You may by now have some other questions, which might for instance include:

  • Who's the chap on the original poster? to which the answer is Chris Day, Ray/Tony crony and  publisher of the Buzan book ;
  • Is the Buzan book actually of any literary or public interest? to which the answer is "what do you think?" ; and
  • Would a reputable literary festival invite the UK's most outstanding plagiarist as a guest? to which the answer is "what do you think?" once again.

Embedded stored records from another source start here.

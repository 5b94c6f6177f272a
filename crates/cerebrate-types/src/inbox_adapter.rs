//! Adapter that persists inbox entries (queued data-exchange and registration requests).

use async_trait::async_trait;
use serde::{Deserialize, Serialize};
use serde_with::skip_serializing_none;
use std::fmt::Debug;

use crate::prelude::*;
use crate::types::{serialize_timestamp_iso, Severity};

/// Inbox entry status codes
pub mod status {
	/// Waiting for review
	pub const PENDING: char = 'P';

	/// Claimed by a `process` call that is applying its side effect
	pub const PROCESSING: char = 'W';

	/// Accepted, side effect applied
	pub const ACCEPTED: char = 'A';

	/// Discarded without side effect
	pub const DISCARDED: char = 'D';
}

#[derive(Debug, Clone, Copy, PartialEq, Eq, Serialize, Deserialize)]
pub enum InboxStatus {
	#[serde(rename = "P")]
	Pending,
	#[serde(rename = "W")]
	Processing,
	#[serde(rename = "A")]
	Accepted,
	#[serde(rename = "D")]
	Discarded,
}

impl InboxStatus {
	pub fn as_char(self) -> char {
		match self {
			InboxStatus::Pending => status::PENDING,
			InboxStatus::Processing => status::PROCESSING,
			InboxStatus::Accepted => status::ACCEPTED,
			InboxStatus::Discarded => status::DISCARDED,
		}
	}

	pub fn from_char(c: char) -> Option<Self> {
		match c {
			status::PENDING => Some(InboxStatus::Pending),
			status::PROCESSING => Some(InboxStatus::Processing),
			status::ACCEPTED => Some(InboxStatus::Accepted),
			status::DISCARDED => Some(InboxStatus::Discarded),
			_ => None,
		}
	}

	pub fn is_resolved(self) -> bool {
		matches!(self, InboxStatus::Accepted | InboxStatus::Discarded)
	}
}

#[skip_serializing_none]
#[derive(Debug, Clone, Serialize)]
#[serde(rename_all = "camelCase")]
pub struct InboxEntry {
	pub id: Box<str>,
	pub scope: Box<str>,
	pub action: Box<str>,
	pub title: Box<str>,
	pub origin: Box<str>,
	pub comment: Option<Box<str>>,
	pub data: serde_json::Value,
	pub severity: Severity,
	pub user_id: Option<UserId>,
	pub status: InboxStatus,
	pub resolved_by: Option<UserId>,
	#[serde(serialize_with = "serialize_timestamp_iso")]
	pub created: Timestamp,
	#[serde(serialize_with = "serialize_timestamp_iso")]
	pub modified: Timestamp,
}

impl InboxEntry {
	pub fn is_resolved(&self) -> bool {
		self.status.is_resolved()
	}
}

/// Validated data for a new inbox entry
#[derive(Debug, Clone)]
pub struct CreateInboxEntry {
	pub id: Box<str>,
	pub scope: Box<str>,
	pub action: Box<str>,
	pub title: Box<str>,
	pub origin: Box<str>,
	pub comment: Option<Box<str>>,
	pub data: serde_json::Value,
	pub severity: Severity,
	pub user_id: Option<UserId>,
	pub created: Timestamp,
}

#[derive(Debug, Clone, Default, Deserialize)]
#[serde(rename_all = "camelCase")]
pub struct ListInboxOptions {
	pub user_id: Option<UserId>,
	/// Also return entries not assigned to any user
	#[serde(default)]
	pub include_unassigned: bool,
	pub status: Option<Vec<InboxStatus>>,
	pub scope: Option<Box<str>>,
	pub action: Option<Box<str>>,
}

/// Conditional status change applied by `InboxAdapter::transition_inbox_entry`
#[derive(Debug, Clone, Copy)]
pub struct InboxTransition<'a> {
	pub from: &'a [InboxStatus],
	pub to: InboxStatus,
	pub resolved_by: Option<UserId>,
	/// Also match `Processing` entries last modified before this
	pub stale_before: Option<Timestamp>,
	/// Only match an entry holding this claim token
	pub holding: Option<&'a str>,
	/// Claim token stored with the new state. `None` clears it.
	pub claim: Option<&'a str>,
}

impl<'a> InboxTransition<'a> {
	pub fn new(from: &'a [InboxStatus], to: InboxStatus) -> Self {
		Self { from, to, resolved_by: None, stale_before: None, holding: None, claim: None }
	}

	pub fn resolved_by(mut self, user_id: UserId) -> Self {
		self.resolved_by = Some(user_id);
		self
	}

	pub fn stale_before(mut self, stale_before: Timestamp) -> Self {
		self.stale_before = Some(stale_before);
		self
	}

	pub fn holding(mut self, token: &'a str) -> Self {
		self.holding = Some(token);
		self
	}

	pub fn claim(mut self, token: &'a str) -> Self {
		self.claim = Some(token);
		self
	}
}

#[async_trait]
pub trait InboxAdapter: Debug + Send + Sync {
	async fn create_inbox_entry(&self, entry: &CreateInboxEntry) -> ClResult<InboxEntry>;

	/// Fails with `Error::NotFound` for unknown ids
	async fn read_inbox_entry(&self, id: &str) -> ClResult<InboxEntry>;

	/// Ordered by creation time ascending, insertion order breaking ties
	async fn list_inbox_entries(&self, opts: &ListInboxOptions) -> ClResult<Vec<InboxEntry>>;

	/// Atomically apply `transition` to entry `id`.
	///
	/// Returns `false` (and changes nothing) when the entry is not in one of the
	/// `from` states, or does not hold the expected claim token.
	async fn transition_inbox_entry(
		&self,
		id: &str,
		transition: &InboxTransition<'_>,
	) -> ClResult<bool>;
}

// vim: ts=4
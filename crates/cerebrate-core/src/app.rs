//! App state type

use std::sync::Arc;

use crate::config::Config;
use crate::extensions::Extensions;
use crate::flood::FloodProtection;
use crate::prelude::*;
use crate::request::PeerClient;
use crate::settings::provider::UserSettingsProvider;
use crate::settings::service::UserSettingsService;

use cerebrate_types::directory::{BroodRegistry, UserDirectory};
use cerebrate_types::inbox_adapter::InboxAdapter;
use cerebrate_types::setting_adapter::UserSettingAdapter;

pub const VERSION: &str = env!("CARGO_PKG_VERSION");

pub struct AppState {
	pub config: Config,
	pub peer: Arc<dyn PeerClient>,
	pub flood: Arc<FloodProtection>,

	pub inbox_adapter: Arc<dyn InboxAdapter>,
	pub setting_adapter: Arc<dyn UserSettingAdapter>,
	pub user_directory: Arc<dyn UserDirectory>,
	pub brood_registry: Arc<dyn BroodRegistry>,

	// Settings subsystem
	pub settings: Arc<UserSettingsService>,
	pub settings_provider: Arc<UserSettingsProvider>,

	// Type-erased extension map for feature-specific state
	pub extensions: Extensions,
}

impl AppState {
	/// Get a registered extension by type. Returns error if not found.
	pub fn ext<T: Send + Sync + 'static>(&self) -> ClResult<&T> {
		self.extensions.get::<T>().ok_or_else(|| {
			Error::Internal(format!("Extension {} not registered", std::any::type_name::<T>()))
		})
	}
}

pub type App = Arc<AppState>;

#[derive(Default)]
pub struct Adapters {
	pub inbox_adapter: Option<Arc<dyn InboxAdapter>>,
	pub setting_adapter: Option<Arc<dyn UserSettingAdapter>>,
	pub user_directory: Option<Arc<dyn UserDirectory>>,
	pub brood_registry: Option<Arc<dyn BroodRegistry>>,
}

// vim: ts=4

He's been there before, of course: just last January he gave a "fascinating lecture" on the 1978 world championship , for which (the humble cap-doffer assures us) he was "ideally suited". In principle it's hard to think of anybody less ideally suited to speak at a literary festival, but then again this is Gibraltar, which has roughly the same economic purpose as the Isle of Man. Maybe a man of Ray's ethical history is just the chap after all.

2 comments:

  1. The penguin has taken to using the reference about shared lodgings with HRH Prince Charles (pathetic name dropping but there you go). But did he? He might have been in the same part of the college building but I doubt he was his roommate? Any contempories who can confirm/deny?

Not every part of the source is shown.